━━━━━ Material for the task ━━━━━

//! Plain-text artifacts written during a run.
//!
//! The commands and manual-steps logs are append-only; the detected-services
//! and patterns logs are rewritten in full whenever their content changes.

use std::path::{Path, PathBuf};

use tokio::fs::{self, OpenOptions};
use tokio::io::AsyncWriteExt;

use crate::error::Result;

/// Output directory layout for one host.
#[derive(Debug, Clone)]
pub struct RunPaths {
    pub root: PathBuf,
    pub scans: PathBuf,
    pub xml: PathBuf,
    pub logs: PathBuf,
    pub exploit: PathBuf,
    pub privesc: PathBuf,
    pub loot: PathBuf,
}

impl RunPaths {
    pub fn new(root: impl Into<PathBuf>) -> Self {
        let root = root.into();
        let scans = root.join("scans");
        Self {
            xml: scans.join("xml"),
            logs: scans.join("logs"),
            exploit: root.join("exploit"),
            privesc: root.join("priv"),
            loot: root.join("loot"),
            scans,
            root,
        }
    }

    pub fn directories(&self) -> [&Path; 6] {
        [
            self.scans.as_path(),
            self.xml.as_path(),
            self.logs.as_path(),
            self.exploit.as_path(),
            self.privesc.as_path(),
            self.loot.as_path(),
        ]
    }

    /// Create every directory of the layout that does not exist yet.
    pub async fn create(&self) -> Result<()> {
        for dir in self.directories() {
            fs::create_dir_all(dir).await?;
        }
        Ok(())
    }

    pub fn commands_log(&self) -> PathBuf {
        self.logs.join("commands.log")
    }

    pub fn services_log(&self) -> PathBuf {
        self.logs.join("detected_services.log")
    }

    pub fn manual_log(&self) -> PathBuf {
        self.logs.join("manual_steps.log")
    }

    pub fn patterns_log(&self) -> PathBuf {
        self.logs.join("patterns.log")
    }

    pub fn summary_json(&self) -> PathBuf {
        self.logs.join("summary.json")
    }
}

/// Append `text` to `path`, creating it if needed.
pub async fn append(path: &Path, text: &str) -> Result<()> {
    let mut file = OpenOptions::new()
        .create(true)
        .append(true)
        .open(path)
        .await?;
    file.write_all(text.as_bytes()).await?;
    file.flush().await?;
    Ok(())
}

/// Replace the content of `path` with `text`.
pub async fn rewrite(path: &Path, text: &str) -> Result<()> {
    fs::write(path, text).await?;
    Ok(())
}

/// Truncate `path` to empty.
pub async fn clear(path: &Path) -> Result<()> {
    rewrite(path, "").await
}

/// Commands-log entry: issuing unit, timestamp, executed command text.
pub fn command_entry(unit: u64, timestamp: &str, command: &str) -> String {
    format!("[*] (Unit {unit}) {timestamp} {command}\n\n")
}

#[cfg(test)]
mod tests {
    use super::*;
    use tempfile::TempDir;

    #[test]
    fn layout_under_root() {
        let p = RunPaths::new("/r/10.0.0.1");
        assert_eq!(p.xml, PathBuf::from("/r/10.0.0.1/scans/xml"));
        assert_eq!(p.privesc, PathBuf::from("/r/10.0.0.1/priv"));
        assert_eq!(
            p.commands_log(),
            PathBuf::from("/r/10.0.0.1/scans/logs/commands.log")
        );
    }

    #[tokio::test]
    async fn append_rewrite_and_clear() {
        let dir = TempDir::new().unwrap();
        let paths = RunPaths::new(dir.path().join("host"));
        paths.create().await.unwrap();
        assert!(paths.directories().iter().all(|d| d.is_dir()));

        let log = paths.commands_log();
        append(&log, "a\n").await.unwrap();
        append(&log, "b\n").await.unwrap();
        assert_eq!(std::fs::read_to_string(&log).unwrap(), "a\nb\n");

        rewrite(&log, "c\n").await.unwrap();
        assert_eq!(std::fs::read_to_string(&log).unwrap(), "c\n");

        clear(&log).await.unwrap();
        assert_eq!(std::fs::read_to_string(&log).unwrap(), "");
    }

    #[test]
    fn command_entry_format() {
        assert_eq!(
            command_entry(3, "2024-01-01T00:00:00Z", "sudo nmap x"),
            "[*] (Unit 3) 2024-01-01T00:00:00Z sudo nmap x\n\n"
        );
    }
}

━━━━━

What you have to do:
Consider the entries above and return each line with the string "OpenOptions".

Reply:
use tokio::fs::{self, OpenOptions};
    let mut file = OpenOptions::new()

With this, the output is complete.